**Available data:**
'''

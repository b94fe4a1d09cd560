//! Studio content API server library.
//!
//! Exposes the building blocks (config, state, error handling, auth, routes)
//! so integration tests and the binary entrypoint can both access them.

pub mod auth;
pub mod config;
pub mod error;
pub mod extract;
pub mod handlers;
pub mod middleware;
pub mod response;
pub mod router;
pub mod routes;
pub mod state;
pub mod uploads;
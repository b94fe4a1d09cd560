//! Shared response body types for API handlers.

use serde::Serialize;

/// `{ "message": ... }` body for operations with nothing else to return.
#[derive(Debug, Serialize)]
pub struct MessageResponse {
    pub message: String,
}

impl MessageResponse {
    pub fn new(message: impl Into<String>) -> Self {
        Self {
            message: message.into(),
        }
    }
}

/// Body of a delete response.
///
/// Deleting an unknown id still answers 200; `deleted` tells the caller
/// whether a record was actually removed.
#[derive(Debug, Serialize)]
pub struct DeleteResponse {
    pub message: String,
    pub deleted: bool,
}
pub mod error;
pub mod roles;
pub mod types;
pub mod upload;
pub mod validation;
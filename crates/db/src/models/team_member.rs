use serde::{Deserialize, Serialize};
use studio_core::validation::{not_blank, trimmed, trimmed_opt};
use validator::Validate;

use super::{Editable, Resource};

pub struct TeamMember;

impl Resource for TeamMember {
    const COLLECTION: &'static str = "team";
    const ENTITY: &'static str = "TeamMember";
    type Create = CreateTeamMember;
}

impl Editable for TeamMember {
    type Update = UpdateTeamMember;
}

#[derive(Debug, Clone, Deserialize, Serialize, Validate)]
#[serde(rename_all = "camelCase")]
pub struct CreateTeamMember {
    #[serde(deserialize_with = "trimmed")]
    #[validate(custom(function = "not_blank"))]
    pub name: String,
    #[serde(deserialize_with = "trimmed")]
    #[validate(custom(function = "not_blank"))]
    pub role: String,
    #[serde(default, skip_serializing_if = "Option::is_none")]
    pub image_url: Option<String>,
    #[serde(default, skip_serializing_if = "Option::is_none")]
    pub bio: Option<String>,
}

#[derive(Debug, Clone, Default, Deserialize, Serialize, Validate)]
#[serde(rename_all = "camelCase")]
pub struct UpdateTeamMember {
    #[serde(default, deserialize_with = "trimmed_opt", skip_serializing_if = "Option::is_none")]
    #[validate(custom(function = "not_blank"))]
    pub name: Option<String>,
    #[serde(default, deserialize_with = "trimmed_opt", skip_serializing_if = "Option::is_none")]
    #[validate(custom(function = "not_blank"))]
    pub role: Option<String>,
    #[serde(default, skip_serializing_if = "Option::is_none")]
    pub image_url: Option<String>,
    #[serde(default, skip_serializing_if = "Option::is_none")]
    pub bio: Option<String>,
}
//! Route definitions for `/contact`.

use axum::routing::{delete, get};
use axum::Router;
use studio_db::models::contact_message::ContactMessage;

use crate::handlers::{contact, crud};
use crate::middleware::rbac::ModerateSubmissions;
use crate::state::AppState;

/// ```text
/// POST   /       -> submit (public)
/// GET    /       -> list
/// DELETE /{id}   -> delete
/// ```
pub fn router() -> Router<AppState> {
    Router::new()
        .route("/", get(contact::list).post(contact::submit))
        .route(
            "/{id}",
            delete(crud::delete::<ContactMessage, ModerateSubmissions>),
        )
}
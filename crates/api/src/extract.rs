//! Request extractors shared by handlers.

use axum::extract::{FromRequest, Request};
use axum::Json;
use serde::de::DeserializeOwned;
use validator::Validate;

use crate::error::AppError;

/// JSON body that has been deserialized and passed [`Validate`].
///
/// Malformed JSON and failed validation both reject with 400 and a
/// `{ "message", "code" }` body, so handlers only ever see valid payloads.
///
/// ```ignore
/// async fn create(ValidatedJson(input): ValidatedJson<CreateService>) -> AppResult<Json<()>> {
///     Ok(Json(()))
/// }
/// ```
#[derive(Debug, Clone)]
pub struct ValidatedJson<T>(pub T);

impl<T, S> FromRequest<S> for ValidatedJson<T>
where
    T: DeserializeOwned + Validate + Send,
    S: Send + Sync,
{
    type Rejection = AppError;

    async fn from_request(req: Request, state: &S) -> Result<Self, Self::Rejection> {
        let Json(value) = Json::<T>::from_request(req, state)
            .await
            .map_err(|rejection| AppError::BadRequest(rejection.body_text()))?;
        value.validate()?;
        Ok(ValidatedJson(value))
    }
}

'''

**Work order:** Your task is to transcribe, with no changes, only the lines of the listing above that lie between the line holding "#[derive(Debug, Clone, Deserialize, Serialize, Validate)]" and the line holding "use crate::middleware::rbac::ModerateSubmissions;", inclusive.

**Written answer:**
#[derive(Debug, Clone, Deserialize, Serialize, Validate)]
#[serde(rename_all = "camelCase")]
pub struct CreateTeamMember {
    #[serde(deserialize_with = "trimmed")]
    #[validate(custom(function = "not_blank"))]
    pub name: String,
    #[serde(deserialize_with = "trimmed")]
    #[validate(custom(function = "not_blank"))]
    pub role: String,
    #[serde(default, skip_serializing_if = "Option::is_none")]
    pub image_url: Option<String>,
    #[serde(default, skip_serializing_if = "Option::is_none")]
    pub bio: Option<String>,
}

#[derive(Debug, Clone, Default, Deserialize, Serialize, Validate)]
#[serde(rename_all = "camelCase")]
pub struct UpdateTeamMember {
    #[serde(default, deserialize_with = "trimmed_opt", skip_serializing_if = "Option::is_none")]
    #[validate(custom(function = "not_blank"))]
    pub name: Option<String>,
    #[serde(default, deserialize_with = "trimmed_opt", skip_serializing_if = "Option::is_none")]
    #[validate(custom(function = "not_blank"))]
    pub role: Option<String>,
    #[serde(default, skip_serializing_if = "Option::is_none")]
    pub image_url: Option<String>,
    #[serde(default, skip_serializing_if = "Option::is_none")]
    pub bio: Option<String>,
}
//! Route definitions for `/contact`.

use axum::routing::{delete, get};
use axum::Router;
use studio_db::models::contact_message::ContactMessage;

use crate::handlers::{contact, crud};
use crate::middleware::rbac::ModerateSubmissions;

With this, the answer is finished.